As I set out for my last leg, I was beat but trying to stay positive.  It was only 3 miles!  I could bang that out in no time!  Except it was three miles of either insanely technical trail (narrow, hilly, windy, and littered with fallen branches and tree roots) or barely-person-wide paths through open sunny fields.  Neither of these things were what I wanted to see.  I couldn’t get into a pace on the technical trail, and the open sunny fields left me feeling overheated.  It was only 80 degrees, but you just don’t see that kind of weather running in the mornings in Seattle which means I wasn’t at all acclimatized to running in the sun.  Even if I had been, I still would have been suffering because I just do not do sun well at all.  (Shocking, I know.)  It took me nearly 45 minutes to get through those 3 miles and I spent most of that time just wanting to go home.  What made it worse was that the winding nature of the path meant I could hear cheers at the exchange when I still had a mile or so of running to go, so I kept thinking I was closer to the end than I was.  I resisted the urge to walk and ran as much as I could, telling myself that the faster I moved the faster I’d be done, but the ugly truth was this: I was toast.

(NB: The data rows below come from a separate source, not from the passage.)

//! 运行配置加载
//!
//! 两种来源，字段相同：
//!
//! 1. 环境变量（会先读取 `.env`）：
//! ```text
//! OPENAI_API_KEY=sk-...
//! WEATHER_API_KEY=...
//! SKYWISE_MODEL=gpt-4o
//! SKYWISE_CHAT_URL=https://api.openai.com/v1/chat/completions
//! SKYWISE_WEATHER_URL=http://api.openweathermap.org/data/2.5
//! SKYWISE_TIMEOUT_SECS=30
//! SKYWISE_UNIT=metric
//! ```
//! 2. YAML 文件，键名与 [`Config`] 字段一致，未写的可选项取默认值。

use crate::error::{ConfigError, Result, SkywiseError};
use crate::weather::Unit;
use dotenv::dotenv;
use reqwest::Client;
use std::time::Duration;
use serde::{Deserialize, Serialize};

pub const DEFAULT_MODEL: &str = "gpt-4o";
pub const DEFAULT_CHAT_URL: &str = "https://api.openai.com/v1/chat/completions";
pub const DEFAULT_WEATHER_URL: &str = "http://api.openweathermap.org/data/2.5";

#[derive(Debug, Serialize, Deserialize, Clone)]
pub struct Config {
    pub openai_api_key: String,
    pub weather_api_key: String,
    /// Chat Completions 接口中使用的模型名
    #[serde(default = "default_model")]
    pub model: String,
    /// Chat Completions 接口完整 URL
    #[serde(default = "default_chat_url")]
    pub chat_url: String,
    /// OpenWeatherMap `data/2.5` 根路径，不带结尾斜杠
    #[serde(default = "default_weather_url")]
    pub weather_base_url: String,
    /// 所有 HTTP 请求共用的超时（秒）
    #[serde(default = "default_timeout_secs")]
    pub request_timeout_secs: u64,
    /// 会话默认单位，可被命令行覆盖
    #[serde(default)]
    pub unit: Unit,
    #[serde(default = "default_true")]
    pub use_emojis: bool,
}

fn default_model() -> String {
    DEFAULT_MODEL.to_string()
}

fn default_chat_url() -> String {
    DEFAULT_CHAT_URL.to_string()
}

fn default_weather_url() -> String {
    DEFAULT_WEATHER_URL.to_string()
}

fn default_timeout_secs() -> u64 {
    30
}

fn default_true() -> bool {
    true
}

impl Config {
    /// 从 YAML 文件加载
    pub fn load(path: &str) -> Result<Self> {
        let raw = std::fs::read_to_string(path).map_err(|e| match e.kind() {
            std::io::ErrorKind::NotFound => {
                SkywiseError::Config(ConfigError::FileNotFound(path.to_string()))
            }
            _ => SkywiseError::Io(e),
        })?;
        let config: Config = serde_yaml::from_str(&raw)?;
        Ok(config)
    }

    /// 从进程环境变量加载（先尝试 `.env`）
    pub fn from_env() -> Result<Self> {
        dotenv().ok();
        Self::from_lookup(|key| std::env::var(key).ok())
    }

    /// 从任意键值来源构建配置，`from_env` 和测试共用
    pub(crate) fn from_lookup(lookup: impl Fn(&str) -> Option<String>) -> Result<Self> {
        let required = |key: &str| {
            lookup(key)
                .filter(|v| !v.trim().is_empty())
                .ok_or_else(|| ConfigError::MissingField(key.to_string()))
        };

        let openai_api_key = required("OPENAI_API_KEY")?;
        let weather_api_key = required("WEATHER_API_KEY")?;

        let request_timeout_secs = match lookup("SKYWISE_TIMEOUT_SECS") {
            Some(raw) => raw
                .trim()
                .parse::<u64>()
                .map_err(|e| ConfigError::InvalidValue {
                    field: "SKYWISE_TIMEOUT_SECS".to_string(),
                    message: e.to_string(),
                })?,
            None => default_timeout_secs(),
        };

        let unit = match lookup("SKYWISE_UNIT") {
            Some(raw) => raw.parse::<Unit>().map_err(|message| ConfigError::InvalidValue {
                field: "SKYWISE_UNIT".to_string(),
                message,
            })?,
            None => Unit::default(),
        };

        Ok(Self {
            openai_api_key,
            weather_api_key,
            model: lookup("SKYWISE_MODEL").unwrap_or_else(default_model),
            chat_url: lookup("SKYWISE_CHAT_URL").unwrap_or_else(default_chat_url),
            weather_base_url: lookup("SKYWISE_WEATHER_URL").unwrap_or_else(default_weather_url),
            request_timeout_secs,
            unit,
            use_emojis: true,
        })
    }

    /// 聊天与天气请求共用的 HTTP 客户端，带请求超时
    pub fn http_client(&self) -> Result<Client> {
        Client::builder()
            .timeout(Duration::from_secs(self.request_timeout_secs))
            .build()
            .map_err(|e| SkywiseError::Other(format!("Failed to build HTTP client: {}", e)))
    }
}

#[cfg(test)]
mod tests {
    use super::*;
    use std::collections::HashMap;
    use std::io::Write;

    fn lookup_from(pairs: &[(&str, &str)]) -> impl Fn(&str) -> Option<String> {
        let map: HashMap<String, String> = pairs
            .iter()
            .map(|(k, v)| (k.to_string(), v.to_string()))
            .collect();
        move |key| map.get(key).cloned()
    }

    #[test]
    fn test_from_lookup_defaults() {
        let config = Config::from_lookup(lookup_from(&[
            ("OPENAI_API_KEY", "sk-test"),
            ("WEATHER_API_KEY", "owm-test"),
        ]))
        .unwrap();

        assert_eq!(config.model, "gpt-4o");
        assert_eq!(config.chat_url, DEFAULT_CHAT_URL);
        assert_eq!(config.weather_base_url, DEFAULT_WEATHER_URL);
        assert_eq!(config.request_timeout_secs, 30);
        assert_eq!(config.unit, Unit::Metric);
        assert!(config.use_emojis);
    }

    #[test]
    fn test_http_client_builds_from_config() {
        let config = Config::from_lookup(lookup_from(&[
            ("OPENAI_API_KEY", "sk-test"),
            ("WEATHER_API_KEY", "owm-test"),
            ("SKYWISE_TIMEOUT_SECS", "5"),
        ]))
        .unwrap();
        assert!(config.http_client().is_ok());
    }

    #[test]
    fn test_from_lookup_missing_key() {
        let err = Config::from_lookup(lookup_from(&[("OPENAI_API_KEY", "sk-test")])).unwrap_err();
        match err {
            SkywiseError::Config(ConfigError::MissingField(field)) => {
                assert_eq!(field, "WEATHER_API_KEY")
            }
            other => panic!("应该是缺少 WEATHER_API_KEY，实际: {other}"),
        }
    }

    #[test]
    fn test_from_lookup_overrides() {
        let config = Config::from_lookup(lookup_from(&[
            ("OPENAI_API_KEY", "sk-test"),
            ("WEATHER_API_KEY", "owm-test"),
            ("SKYWISE_MODEL", "gpt-4o-mini"),
            ("SKYWISE_TIMEOUT_SECS", "5"),
            ("SKYWISE_UNIT", "imperial"),
        ]))
        .unwrap();

        assert_eq!(config.model, "gpt-4o-mini");
        assert_eq!(config.request_timeout_secs, 5);
        assert_eq!(config.unit, Unit::Imperial);
    }

    #[test]
    fn test_from_lookup_invalid_timeout() {
        let err = Config::from_lookup(lookup_from(&[
            ("OPENAI_API_KEY", "sk-test"),
            ("WEATHER_API_KEY", "owm-test"),
            ("SKYWISE_TIMEOUT_SECS", "soon"),
        ]))
        .unwrap_err();
        assert!(matches!(
            err,
            SkywiseError::Config(ConfigError::InvalidValue { .. })
        ));
    }

    #[test]
    fn test_load_yaml() {
        let mut file = tempfile::NamedTempFile::new().unwrap();
        writeln!(
            file,
            "openai_api_key: sk-yaml\nweather_api_key: owm-yaml\nunit: imperial\nuse_emojis: false"
        )
        .unwrap();

        let config = Config::load(file.path().to_str().unwrap()).unwrap();
        assert_eq!(config.openai_api_key, "sk-yaml");
        assert_eq!(config.unit, Unit::Imperial);
        assert!(!config.use_emojis);
        assert_eq!(config.model, DEFAULT_MODEL);
    }

    #[test]
    fn test_load_missing_file() {
        let err = Config::load("/definitely/not/here.yaml").unwrap_err();
        assert!(matches!(
            err,
            SkywiseError::Config(ConfigError::FileNotFound(_))
        ));
    }
}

At that point in time, I never wanted to run again.  I was pathetically out of shape and spent most of my run time that day feeling like shit.  We made our way to the finish line to wait for our runner, and as I sprawled out on the grass I just wanted to lie down and take a nap.  As I sat there though, I gained a little perspective.  Sure, I wasn’t even remotely in shape for this race this year, but at least I had one good leg.  Plus, I’d survived.  I’d been slow, but I’d made it through every inch of my assigned 10 miles, which was the most I’d run in a single day in over a year.  Most importantly, despite the ankle-rolling terrain…. my foot didn’t hurt.  It felt fine.  There were no twinges or soreness or anything.  It was perfectly happy to have made it through the woods and never once bothered me while I was out there.  In fact, it felt so OK that I didn’t even notice it until someone asked me about it, which is better than I ever would have hoped for 6 months ago.

So, yeah, I’m still slow.  I’m still pretty out of shape.  But to go from barely being able to run at all to 10+ miles of pain free trail running in 6 months?  That’s some pretty good progress right there.  I’ll totally take it.  And next year?  I’ll actually be trained for it again.

The rest of the weekend was, as usual, a blast.  The same group of about 30-40 people runs this every year and, for the most part, it’s the only time I see any of them.  It’s a great group of people and the chance to spend some time with them again was totally worth the pain of being horribly undertrained.  I even managed to stay up past 10 p.m. this year, which I was pretty proud of.  Sure, I was in bed by 12:30, but that was a choice I made as I was sitting at the table playing speed quarters.  My beer was empty, and I knew that I could either go to bed now, or I could get another one and end up stumbling back to my room at 4 a.m. in a state that would best be described as “not even remotely sober.”  I opted for bed and the hangover-free flight, and I can’t even tell you how glad I am to have done that.  I am, officially, old.